What is needed => Reproduce the records below exactly, but only between the lines holding "Registry stress driver" and "use std::time::Instant;", inclusive.

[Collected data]
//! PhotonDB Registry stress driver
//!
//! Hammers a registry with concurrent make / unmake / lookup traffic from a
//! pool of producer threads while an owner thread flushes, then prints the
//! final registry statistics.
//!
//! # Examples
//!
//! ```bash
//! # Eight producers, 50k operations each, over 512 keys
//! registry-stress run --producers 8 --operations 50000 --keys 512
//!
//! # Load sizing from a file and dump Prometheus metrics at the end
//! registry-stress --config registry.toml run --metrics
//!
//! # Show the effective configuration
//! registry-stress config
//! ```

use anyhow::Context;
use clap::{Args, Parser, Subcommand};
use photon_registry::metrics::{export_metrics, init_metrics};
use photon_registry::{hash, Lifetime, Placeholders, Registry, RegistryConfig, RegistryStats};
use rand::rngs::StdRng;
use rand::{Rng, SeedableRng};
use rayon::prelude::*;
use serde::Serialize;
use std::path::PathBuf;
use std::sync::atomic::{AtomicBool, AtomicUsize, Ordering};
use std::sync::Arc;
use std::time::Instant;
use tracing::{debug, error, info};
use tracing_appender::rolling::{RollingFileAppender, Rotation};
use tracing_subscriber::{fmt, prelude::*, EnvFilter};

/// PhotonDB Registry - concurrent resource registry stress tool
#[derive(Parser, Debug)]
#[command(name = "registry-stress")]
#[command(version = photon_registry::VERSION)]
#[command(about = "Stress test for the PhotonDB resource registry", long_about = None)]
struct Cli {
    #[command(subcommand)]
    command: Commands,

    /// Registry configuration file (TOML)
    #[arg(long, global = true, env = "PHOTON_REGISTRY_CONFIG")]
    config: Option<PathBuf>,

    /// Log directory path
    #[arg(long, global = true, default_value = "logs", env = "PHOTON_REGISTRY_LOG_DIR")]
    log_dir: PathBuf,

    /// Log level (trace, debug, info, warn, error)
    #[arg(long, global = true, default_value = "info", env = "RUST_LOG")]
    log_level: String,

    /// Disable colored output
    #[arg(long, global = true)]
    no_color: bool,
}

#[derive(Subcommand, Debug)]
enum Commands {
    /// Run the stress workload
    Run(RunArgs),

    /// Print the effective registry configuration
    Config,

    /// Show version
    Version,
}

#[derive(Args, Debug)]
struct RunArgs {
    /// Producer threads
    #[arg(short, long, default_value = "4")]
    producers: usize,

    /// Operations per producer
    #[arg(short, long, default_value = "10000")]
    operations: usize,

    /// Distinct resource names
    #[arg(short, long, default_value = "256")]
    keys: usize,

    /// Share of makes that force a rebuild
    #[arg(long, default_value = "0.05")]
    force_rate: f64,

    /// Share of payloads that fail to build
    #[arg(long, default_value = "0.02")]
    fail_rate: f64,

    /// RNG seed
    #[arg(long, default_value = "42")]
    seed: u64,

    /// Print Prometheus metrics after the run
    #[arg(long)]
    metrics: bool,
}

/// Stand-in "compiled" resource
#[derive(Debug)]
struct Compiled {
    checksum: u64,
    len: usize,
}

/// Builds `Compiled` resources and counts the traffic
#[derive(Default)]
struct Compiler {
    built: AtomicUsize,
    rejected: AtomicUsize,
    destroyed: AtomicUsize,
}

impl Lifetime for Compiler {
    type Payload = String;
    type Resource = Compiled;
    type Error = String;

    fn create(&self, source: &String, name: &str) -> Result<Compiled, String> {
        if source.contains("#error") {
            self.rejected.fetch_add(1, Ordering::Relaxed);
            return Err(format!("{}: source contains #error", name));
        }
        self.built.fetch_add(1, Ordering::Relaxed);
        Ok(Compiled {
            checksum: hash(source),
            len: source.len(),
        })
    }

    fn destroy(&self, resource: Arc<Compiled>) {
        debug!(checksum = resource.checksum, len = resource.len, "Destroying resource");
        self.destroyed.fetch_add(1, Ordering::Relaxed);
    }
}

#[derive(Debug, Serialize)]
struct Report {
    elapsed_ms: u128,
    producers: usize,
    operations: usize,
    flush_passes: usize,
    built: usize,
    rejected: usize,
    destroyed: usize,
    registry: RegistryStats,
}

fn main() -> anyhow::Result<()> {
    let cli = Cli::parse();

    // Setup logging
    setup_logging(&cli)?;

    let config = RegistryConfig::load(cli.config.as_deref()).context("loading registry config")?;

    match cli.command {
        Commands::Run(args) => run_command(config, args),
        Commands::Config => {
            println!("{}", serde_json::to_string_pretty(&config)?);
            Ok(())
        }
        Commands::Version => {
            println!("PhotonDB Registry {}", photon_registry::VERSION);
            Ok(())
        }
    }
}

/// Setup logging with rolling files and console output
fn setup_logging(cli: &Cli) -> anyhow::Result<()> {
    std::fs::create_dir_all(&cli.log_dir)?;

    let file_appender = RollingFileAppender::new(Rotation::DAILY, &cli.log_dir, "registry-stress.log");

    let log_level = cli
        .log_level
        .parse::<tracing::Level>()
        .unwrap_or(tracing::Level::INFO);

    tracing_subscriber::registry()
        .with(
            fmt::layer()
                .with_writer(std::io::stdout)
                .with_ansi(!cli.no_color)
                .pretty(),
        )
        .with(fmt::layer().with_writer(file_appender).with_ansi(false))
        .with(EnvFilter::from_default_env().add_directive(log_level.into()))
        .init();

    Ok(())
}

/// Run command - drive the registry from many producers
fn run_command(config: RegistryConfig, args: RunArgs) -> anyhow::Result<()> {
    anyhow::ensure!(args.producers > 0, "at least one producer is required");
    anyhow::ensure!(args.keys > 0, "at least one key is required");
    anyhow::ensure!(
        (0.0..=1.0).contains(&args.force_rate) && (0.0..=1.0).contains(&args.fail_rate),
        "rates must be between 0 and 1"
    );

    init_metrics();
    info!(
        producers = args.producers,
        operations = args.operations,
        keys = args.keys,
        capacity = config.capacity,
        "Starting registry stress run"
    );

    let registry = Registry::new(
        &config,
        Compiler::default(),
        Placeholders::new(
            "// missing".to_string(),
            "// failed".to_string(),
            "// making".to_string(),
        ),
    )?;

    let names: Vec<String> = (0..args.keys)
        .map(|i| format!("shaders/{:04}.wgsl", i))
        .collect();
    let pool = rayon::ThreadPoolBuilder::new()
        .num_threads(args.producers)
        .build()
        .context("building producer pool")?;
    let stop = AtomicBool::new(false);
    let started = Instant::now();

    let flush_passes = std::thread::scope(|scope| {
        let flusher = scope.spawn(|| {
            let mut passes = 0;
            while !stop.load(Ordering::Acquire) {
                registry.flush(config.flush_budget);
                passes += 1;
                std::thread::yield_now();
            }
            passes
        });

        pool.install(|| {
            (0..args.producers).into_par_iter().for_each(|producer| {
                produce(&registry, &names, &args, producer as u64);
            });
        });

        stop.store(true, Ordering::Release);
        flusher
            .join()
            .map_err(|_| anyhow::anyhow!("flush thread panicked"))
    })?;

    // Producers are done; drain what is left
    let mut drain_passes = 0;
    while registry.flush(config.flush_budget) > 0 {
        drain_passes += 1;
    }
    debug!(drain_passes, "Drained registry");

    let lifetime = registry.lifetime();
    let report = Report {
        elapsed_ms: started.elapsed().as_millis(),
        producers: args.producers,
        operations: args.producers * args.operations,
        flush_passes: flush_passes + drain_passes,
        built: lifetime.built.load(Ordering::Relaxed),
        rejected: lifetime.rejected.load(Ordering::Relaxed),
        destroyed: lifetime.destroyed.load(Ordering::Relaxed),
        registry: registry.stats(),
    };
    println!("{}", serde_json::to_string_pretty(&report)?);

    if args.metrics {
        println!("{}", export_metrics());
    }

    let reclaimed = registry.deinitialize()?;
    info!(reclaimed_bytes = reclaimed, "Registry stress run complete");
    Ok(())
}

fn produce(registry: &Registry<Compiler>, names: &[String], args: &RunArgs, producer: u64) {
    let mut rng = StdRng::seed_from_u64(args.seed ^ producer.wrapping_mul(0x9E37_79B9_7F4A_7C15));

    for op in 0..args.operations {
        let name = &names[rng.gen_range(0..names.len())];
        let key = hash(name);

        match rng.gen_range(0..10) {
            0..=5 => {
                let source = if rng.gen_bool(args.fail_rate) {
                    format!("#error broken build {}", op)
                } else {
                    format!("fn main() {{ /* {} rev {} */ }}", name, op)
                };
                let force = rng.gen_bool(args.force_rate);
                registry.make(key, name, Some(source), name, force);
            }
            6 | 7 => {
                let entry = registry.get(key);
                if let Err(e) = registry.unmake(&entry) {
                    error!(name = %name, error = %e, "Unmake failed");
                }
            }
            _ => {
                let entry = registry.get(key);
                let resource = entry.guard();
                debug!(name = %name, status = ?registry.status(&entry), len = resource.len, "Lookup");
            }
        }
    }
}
---
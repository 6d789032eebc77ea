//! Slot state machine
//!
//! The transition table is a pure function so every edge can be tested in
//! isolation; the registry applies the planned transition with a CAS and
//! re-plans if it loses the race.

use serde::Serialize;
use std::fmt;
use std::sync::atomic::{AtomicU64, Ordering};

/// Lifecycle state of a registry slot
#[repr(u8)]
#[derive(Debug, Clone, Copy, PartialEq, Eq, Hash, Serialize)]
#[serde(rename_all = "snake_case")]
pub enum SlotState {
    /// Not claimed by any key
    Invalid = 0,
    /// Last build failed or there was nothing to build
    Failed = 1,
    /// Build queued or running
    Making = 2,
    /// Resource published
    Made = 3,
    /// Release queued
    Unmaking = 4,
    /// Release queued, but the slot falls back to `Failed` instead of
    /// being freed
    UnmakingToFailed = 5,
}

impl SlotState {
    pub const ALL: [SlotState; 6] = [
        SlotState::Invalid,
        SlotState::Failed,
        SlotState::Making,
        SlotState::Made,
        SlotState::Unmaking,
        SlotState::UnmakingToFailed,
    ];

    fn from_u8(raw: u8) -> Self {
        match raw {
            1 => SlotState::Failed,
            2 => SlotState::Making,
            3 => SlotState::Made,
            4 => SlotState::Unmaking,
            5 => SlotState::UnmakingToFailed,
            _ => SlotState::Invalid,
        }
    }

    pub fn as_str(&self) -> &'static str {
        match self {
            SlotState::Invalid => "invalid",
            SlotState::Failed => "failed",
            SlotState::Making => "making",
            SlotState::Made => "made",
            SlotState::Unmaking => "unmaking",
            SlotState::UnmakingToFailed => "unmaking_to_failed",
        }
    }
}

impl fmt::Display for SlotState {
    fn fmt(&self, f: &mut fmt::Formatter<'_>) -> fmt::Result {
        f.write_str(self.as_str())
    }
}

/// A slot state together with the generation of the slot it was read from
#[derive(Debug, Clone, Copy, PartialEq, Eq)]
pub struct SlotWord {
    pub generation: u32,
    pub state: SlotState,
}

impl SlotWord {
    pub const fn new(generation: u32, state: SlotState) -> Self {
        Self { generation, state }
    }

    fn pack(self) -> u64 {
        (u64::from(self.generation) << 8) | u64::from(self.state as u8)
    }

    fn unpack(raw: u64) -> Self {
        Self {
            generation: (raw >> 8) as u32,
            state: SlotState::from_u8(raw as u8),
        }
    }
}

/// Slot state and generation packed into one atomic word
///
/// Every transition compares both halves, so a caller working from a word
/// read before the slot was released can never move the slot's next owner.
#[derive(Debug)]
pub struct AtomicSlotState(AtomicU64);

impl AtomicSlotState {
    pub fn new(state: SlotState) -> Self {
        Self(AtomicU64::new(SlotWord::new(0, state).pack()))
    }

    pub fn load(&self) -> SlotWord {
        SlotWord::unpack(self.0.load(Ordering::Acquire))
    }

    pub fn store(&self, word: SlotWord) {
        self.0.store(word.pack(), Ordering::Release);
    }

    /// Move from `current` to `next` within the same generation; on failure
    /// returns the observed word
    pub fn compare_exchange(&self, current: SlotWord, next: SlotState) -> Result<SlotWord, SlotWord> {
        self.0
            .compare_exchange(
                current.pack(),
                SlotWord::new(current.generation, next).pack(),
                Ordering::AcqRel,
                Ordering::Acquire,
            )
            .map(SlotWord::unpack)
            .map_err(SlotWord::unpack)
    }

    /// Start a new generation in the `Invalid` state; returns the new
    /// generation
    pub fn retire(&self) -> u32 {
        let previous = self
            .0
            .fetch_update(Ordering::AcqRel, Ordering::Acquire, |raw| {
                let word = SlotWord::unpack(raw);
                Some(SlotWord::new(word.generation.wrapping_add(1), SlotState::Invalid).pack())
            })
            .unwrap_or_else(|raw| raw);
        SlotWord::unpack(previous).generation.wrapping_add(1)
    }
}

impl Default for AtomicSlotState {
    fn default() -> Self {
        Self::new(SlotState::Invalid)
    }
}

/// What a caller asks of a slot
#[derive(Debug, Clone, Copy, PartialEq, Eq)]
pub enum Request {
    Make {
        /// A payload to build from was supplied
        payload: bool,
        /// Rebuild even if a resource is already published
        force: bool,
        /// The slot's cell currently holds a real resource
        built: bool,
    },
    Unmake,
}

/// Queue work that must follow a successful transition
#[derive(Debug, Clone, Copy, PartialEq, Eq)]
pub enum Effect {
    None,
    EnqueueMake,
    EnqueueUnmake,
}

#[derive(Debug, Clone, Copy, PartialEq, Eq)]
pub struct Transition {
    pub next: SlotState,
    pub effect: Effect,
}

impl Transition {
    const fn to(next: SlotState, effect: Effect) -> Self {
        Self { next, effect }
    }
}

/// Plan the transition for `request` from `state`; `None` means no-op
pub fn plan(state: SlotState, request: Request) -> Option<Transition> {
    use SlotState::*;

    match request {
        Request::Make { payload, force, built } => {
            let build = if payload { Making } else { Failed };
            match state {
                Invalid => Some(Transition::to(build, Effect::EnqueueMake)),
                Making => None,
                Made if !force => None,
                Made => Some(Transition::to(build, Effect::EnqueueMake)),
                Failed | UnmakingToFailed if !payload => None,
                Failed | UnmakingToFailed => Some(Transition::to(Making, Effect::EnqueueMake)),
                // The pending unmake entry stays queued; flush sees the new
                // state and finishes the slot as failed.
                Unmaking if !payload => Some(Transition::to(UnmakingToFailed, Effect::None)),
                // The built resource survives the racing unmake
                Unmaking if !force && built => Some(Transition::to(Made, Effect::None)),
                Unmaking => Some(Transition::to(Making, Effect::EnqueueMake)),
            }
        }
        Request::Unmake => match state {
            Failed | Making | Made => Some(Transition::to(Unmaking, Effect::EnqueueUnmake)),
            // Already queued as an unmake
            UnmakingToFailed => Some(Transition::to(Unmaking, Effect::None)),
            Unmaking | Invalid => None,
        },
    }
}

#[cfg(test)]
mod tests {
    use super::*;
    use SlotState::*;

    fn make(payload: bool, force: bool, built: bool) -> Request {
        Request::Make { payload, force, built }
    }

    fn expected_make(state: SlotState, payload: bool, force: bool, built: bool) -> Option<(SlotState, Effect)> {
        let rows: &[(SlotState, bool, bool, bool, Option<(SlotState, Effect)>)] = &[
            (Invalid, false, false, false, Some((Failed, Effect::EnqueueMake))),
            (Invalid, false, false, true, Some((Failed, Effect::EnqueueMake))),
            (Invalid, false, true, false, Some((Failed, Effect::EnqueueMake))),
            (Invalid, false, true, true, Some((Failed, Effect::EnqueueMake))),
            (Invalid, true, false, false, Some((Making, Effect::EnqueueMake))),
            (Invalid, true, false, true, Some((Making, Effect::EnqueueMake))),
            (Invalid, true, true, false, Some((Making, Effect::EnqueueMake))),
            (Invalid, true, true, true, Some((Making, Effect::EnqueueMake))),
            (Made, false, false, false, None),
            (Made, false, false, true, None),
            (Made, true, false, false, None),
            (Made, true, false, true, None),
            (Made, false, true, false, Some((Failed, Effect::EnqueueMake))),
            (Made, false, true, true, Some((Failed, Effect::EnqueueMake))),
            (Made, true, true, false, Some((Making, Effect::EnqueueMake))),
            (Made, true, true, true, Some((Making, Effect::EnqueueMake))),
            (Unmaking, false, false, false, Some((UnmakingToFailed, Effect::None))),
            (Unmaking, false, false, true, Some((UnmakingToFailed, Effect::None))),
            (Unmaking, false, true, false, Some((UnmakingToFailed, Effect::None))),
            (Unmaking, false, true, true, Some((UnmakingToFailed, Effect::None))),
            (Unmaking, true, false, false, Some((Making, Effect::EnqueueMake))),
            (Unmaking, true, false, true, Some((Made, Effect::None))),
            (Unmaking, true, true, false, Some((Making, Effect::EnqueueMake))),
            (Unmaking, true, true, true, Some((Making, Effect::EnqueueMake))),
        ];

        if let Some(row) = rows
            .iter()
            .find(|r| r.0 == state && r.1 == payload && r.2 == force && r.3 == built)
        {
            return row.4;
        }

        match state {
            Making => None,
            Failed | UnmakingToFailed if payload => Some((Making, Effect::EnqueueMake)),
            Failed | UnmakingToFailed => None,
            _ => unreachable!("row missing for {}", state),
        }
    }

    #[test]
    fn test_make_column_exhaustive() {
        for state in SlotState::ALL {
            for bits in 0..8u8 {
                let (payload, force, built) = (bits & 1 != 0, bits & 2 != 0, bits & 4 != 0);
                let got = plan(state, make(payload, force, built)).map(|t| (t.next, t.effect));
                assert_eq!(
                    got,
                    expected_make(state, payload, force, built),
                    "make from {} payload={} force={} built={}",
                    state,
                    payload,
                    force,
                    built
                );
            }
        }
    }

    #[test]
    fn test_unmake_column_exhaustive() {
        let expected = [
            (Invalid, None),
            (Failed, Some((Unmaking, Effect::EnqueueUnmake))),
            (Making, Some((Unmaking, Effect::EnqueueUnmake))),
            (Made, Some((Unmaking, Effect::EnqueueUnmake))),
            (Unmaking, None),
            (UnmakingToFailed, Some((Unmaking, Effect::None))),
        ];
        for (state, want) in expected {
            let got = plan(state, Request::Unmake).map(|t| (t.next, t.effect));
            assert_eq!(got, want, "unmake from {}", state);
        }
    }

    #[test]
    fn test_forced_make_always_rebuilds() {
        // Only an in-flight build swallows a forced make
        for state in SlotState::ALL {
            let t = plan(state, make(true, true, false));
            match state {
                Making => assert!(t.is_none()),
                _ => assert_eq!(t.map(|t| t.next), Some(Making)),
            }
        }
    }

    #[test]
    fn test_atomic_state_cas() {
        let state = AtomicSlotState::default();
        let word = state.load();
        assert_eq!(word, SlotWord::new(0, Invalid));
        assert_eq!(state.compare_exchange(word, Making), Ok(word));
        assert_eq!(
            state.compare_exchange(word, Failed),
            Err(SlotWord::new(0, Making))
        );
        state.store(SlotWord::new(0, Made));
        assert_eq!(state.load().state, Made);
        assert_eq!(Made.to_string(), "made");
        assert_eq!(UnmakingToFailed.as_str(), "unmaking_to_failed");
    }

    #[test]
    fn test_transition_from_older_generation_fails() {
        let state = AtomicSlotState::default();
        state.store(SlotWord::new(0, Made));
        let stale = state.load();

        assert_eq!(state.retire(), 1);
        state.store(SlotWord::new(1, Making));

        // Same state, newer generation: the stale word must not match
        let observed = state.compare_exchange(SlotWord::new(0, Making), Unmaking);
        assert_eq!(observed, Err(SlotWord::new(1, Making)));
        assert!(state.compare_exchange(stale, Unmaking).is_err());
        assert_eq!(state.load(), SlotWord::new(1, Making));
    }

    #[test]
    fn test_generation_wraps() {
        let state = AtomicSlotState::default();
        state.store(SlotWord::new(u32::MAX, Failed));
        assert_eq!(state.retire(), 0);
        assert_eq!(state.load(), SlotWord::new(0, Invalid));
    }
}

Exercise result =>
//! PhotonDB Registry stress driver
//!
//! Hammers a registry with concurrent make / unmake / lookup traffic from a
//! pool of producer threads while an owner thread flushes, then prints the
//! final registry statistics.
//!
//! # Examples
//!
//! ```bash
//! # Eight producers, 50k operations each, over 512 keys
//! registry-stress run --producers 8 --operations 50000 --keys 512
//!
//! # Load sizing from a file and dump Prometheus metrics at the end
//! registry-stress --config registry.toml run --metrics
//!
//! # Show the effective configuration
//! registry-stress config
//! ```

use anyhow::Context;
use clap::{Args, Parser, Subcommand};
use photon_registry::metrics::{export_metrics, init_metrics};
use photon_registry::{hash, Lifetime, Placeholders, Registry, RegistryConfig, RegistryStats};
use rand::rngs::StdRng;
use rand::{Rng, SeedableRng};
use rayon::prelude::*;
use serde::Serialize;
use std::path::PathBuf;
use std::sync::atomic::{AtomicBool, AtomicUsize, Ordering};
use std::sync::Arc;
use std::time::Instant;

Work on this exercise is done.